Still, it remains an intriguing blip in the record. In nearly 40 years, we’ve never detected another signal even close to it. There’s one problem with the Wow! signal: It has never been seen again. None of it checked out, leaving “6EQUJ5” a complete mystery. Puzzled, the scientists investigated other possibilities, including that the signal was a satellite transmission, a military signal, an aircraft signal, a broadcast beam, or even a beam that accidentally bounced off of space debris. But there was nothing there that could have made the signal. SETI scientists were able to trace the signal back to the constellation Sagittarius, northwest of the globular cluster M55, which contains about 100,000 stars. It’s not a natural phenomenon,” Ehman explained to NPR. It lasted about 72 seconds, consistent with the rotation of the Earth.Īdditionally, the signal was a narrowband signal, which requires intelligence to emit: “In order to create a narrowband signal, you have to have some electronics to handle that.
#SETI WOW SERIES#
The series he circled indicated an astonishing convergence of events: Not only did the signal occur on the frequency predicted-1420.4556 MHz-it was about 30 times louder than any other normal noise occurring around it.

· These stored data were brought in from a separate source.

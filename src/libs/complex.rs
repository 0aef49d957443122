//! Units driven by a RustFFT complex plan.
//!
//! The same unit serves the complex kernel of every RustFFT binding and the
//! real kernel of the scalar binding, which has no dedicated real-input
//! planner and transforms the real signal promoted to complex instead.

use std::sync::Arc;

use rustfft::num_complex::Complex;
use rustfft::num_traits::Zero;
use rustfft::{Fft, FftNum, FftPlanner, FftPlannerScalar};

use crate::error::UnitError;
use crate::unit::{
    complex_signal, promoted_real_signal, zeroed, BenchmarkUnit, TransformKind,
};

/// Which RustFFT planner builds the plan.
#[derive(Debug, Clone, Copy, PartialEq, Eq)]
pub enum PlannerChoice {
    /// `FftPlanner`: picks AVX, SSE, NEON or WASM SIMD at runtime.
    Auto,
    /// `FftPlannerScalar`: portable code only.
    Scalar,
}

impl PlannerChoice {
    fn plan<T: FftNum>(self, len: usize) -> Arc<dyn Fft<T>> {
        match self {
            PlannerChoice::Auto => FftPlanner::<T>::new().plan_fft_forward(len),
            PlannerChoice::Scalar => FftPlannerScalar::<T>::new().plan_fft_forward(len),
        }
    }
}

/// Out-of-place complex forward FFT.
///
/// `execute_once` uses `process_immutable_with_scratch`, so the input is
/// never clobbered and every call transforms the same signal.
pub struct ComplexFftUnit<T: FftNum> {
    name: &'static str,
    size: usize,
    kind: TransformKind,
    planner: PlannerChoice,
    plan: Option<Arc<dyn Fft<T>>>,
    input: Vec<Complex<T>>,
    output: Vec<Complex<T>>,
    scratch: Vec<Complex<T>>,
}

impl<T: FftNum> ComplexFftUnit<T> {
    pub fn new(name: &'static str, size: usize, planner: PlannerChoice) -> Self {
        Self::with_kind(name, size, TransformKind::Complex, planner)
    }

    /// Times a real-input transform by promoting the signal to complex.
    pub fn promoted_real(name: &'static str, size: usize, planner: PlannerChoice) -> Self {
        Self::with_kind(name, size, TransformKind::Real, planner)
    }

    fn with_kind(
        name: &'static str,
        size: usize,
        kind: TransformKind,
        planner: PlannerChoice,
    ) -> Self {
        Self {
            name,
            size,
            kind,
            planner,
            plan: None,
            input: Vec::new(),
            output: Vec::new(),
            scratch: Vec::new(),
        }
    }

    pub fn is_prepared(&self) -> bool {
        self.plan.is_some()
    }
}

impl<T: FftNum> BenchmarkUnit for ComplexFftUnit<T> {
    fn name(&self) -> &str {
        self.name
    }

    fn size(&self) -> usize {
        self.size
    }

    fn kind(&self) -> TransformKind {
        self.kind
    }

    fn prepare(&mut self) -> Result<(), UnitError> {
        if self.size == 0 {
            return Err(UnitError::ZeroLength);
        }
        self.input = match self.kind {
            TransformKind::Complex => complex_signal(self.size)?,
            TransformKind::Real => promoted_real_signal(self.size)?,
        };
        self.output = zeroed(self.size, Complex::zero())?;
        let plan = self.planner.plan::<T>(self.size);
        self.scratch = zeroed(plan.get_immutable_scratch_len(), Complex::zero())?;
        self.plan = Some(plan);
        Ok(())
    }

    fn execute_once(&mut self) -> Result<(), UnitError> {
        let plan = self.plan.as_ref().ok_or(UnitError::NotPrepared)?;
        plan.process_immutable_with_scratch(&self.input, &mut self.output, &mut self.scratch);
        Ok(())
    }

    fn release(&mut self) {
        self.plan = None;
        self.input = Vec::new();
        self.output = Vec::new();
        self.scratch = Vec::new();
    }
}

#[cfg(test)]
mod tests {
    use super::*;

    #[test]
    fn execute_before_prepare_is_rejected() {
        let mut unit = ComplexFftUnit::<f64>::new("rustfft", 64, PlannerChoice::Auto);
        assert_eq!(unit.execute_once(), Err(UnitError::NotPrepared));
    }

    #[test]
    fn zero_size_fails_to_prepare() {
        let mut unit = ComplexFftUnit::<f32>::new("rustfft-f32", 0, PlannerChoice::Auto);
        assert_eq!(unit.prepare(), Err(UnitError::ZeroLength));
        assert!(!unit.is_prepared());
        unit.release();
    }

    #[test]
    fn transform_finds_the_fundamental() {
        let n = 64;
        let mut unit = ComplexFftUnit::<f64>::promoted_real("rustfft-scalar", n, PlannerChoice::Scalar);
        unit.prepare().unwrap();
        unit.execute_once().unwrap();
        // sin(t) puts -n/2 i in bin 1; 0.5 sin(5t) puts -n/4 i in bin 5.
        assert!((unit.output[1].im + n as f64 / 2.0).abs() < 1e-9);
        assert!((unit.output[5].im + n as f64 / 4.0).abs() < 1e-9);
        assert!(unit.output[2].norm() < 1e-9);
        unit.release();
        assert!(!unit.is_prepared());
    }

    #[test]
    fn repeated_calls_see_the_same_input() {
        let mut unit = ComplexFftUnit::<f64>::new("rustfft", 32, PlannerChoice::Auto);
        unit.prepare().unwrap();
        unit.execute_once().unwrap();
        let first = unit.output.clone();
        for _ in 0..10 {
            unit.execute_once().unwrap();
        }
        assert_eq!(first, unit.output);
    }

    #[test]
    fn release_without_prepare_is_a_no_op() {
        let mut unit = ComplexFftUnit::<f64>::new("rustfft", 16, PlannerChoice::Scalar);
        unit.release();
        unit.release();
        assert_eq!(unit.kind(), TransformKind::Complex);
        assert_eq!(unit.size(), 16);
    }
}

The numbers and letters he checked daily measured the intensity of electromagnetic signals as they hit the receiver. It took 18 years, but eventually, the Big Ear found evidence that gave some credence to that theory.

Furthermore, they said, ETs would likely send their message at 1420 megahertz, because hydrogen atoms resonate at that particular rate, and hydrogen is the most common element in the universe. A signal recorded three days earlier, on August 15, jumped out at him.Īlmost two decades earlier, two physicists from Cornell had theorized that if aliens wanted to contact us, they would use radio signals due to their ability to travel vast distances easily and cheaply. Most of the time, it was probably pretty uneventful. Ehman’s task was to look through printouts of what the Big Ear had recorded, searching for any anomalies or peculiarities. On August 18, 1977, Ohio State professor and astronomer Jerry Ehman was analyzing a stack of recent computer records from The Big Ear, a radio telescope used to search for alien radio signals as part of Ohio State University’s Search for Extraterrestrial Intelligence ( SETI) project (not to be confused with the well-known, California-based SETI Institute).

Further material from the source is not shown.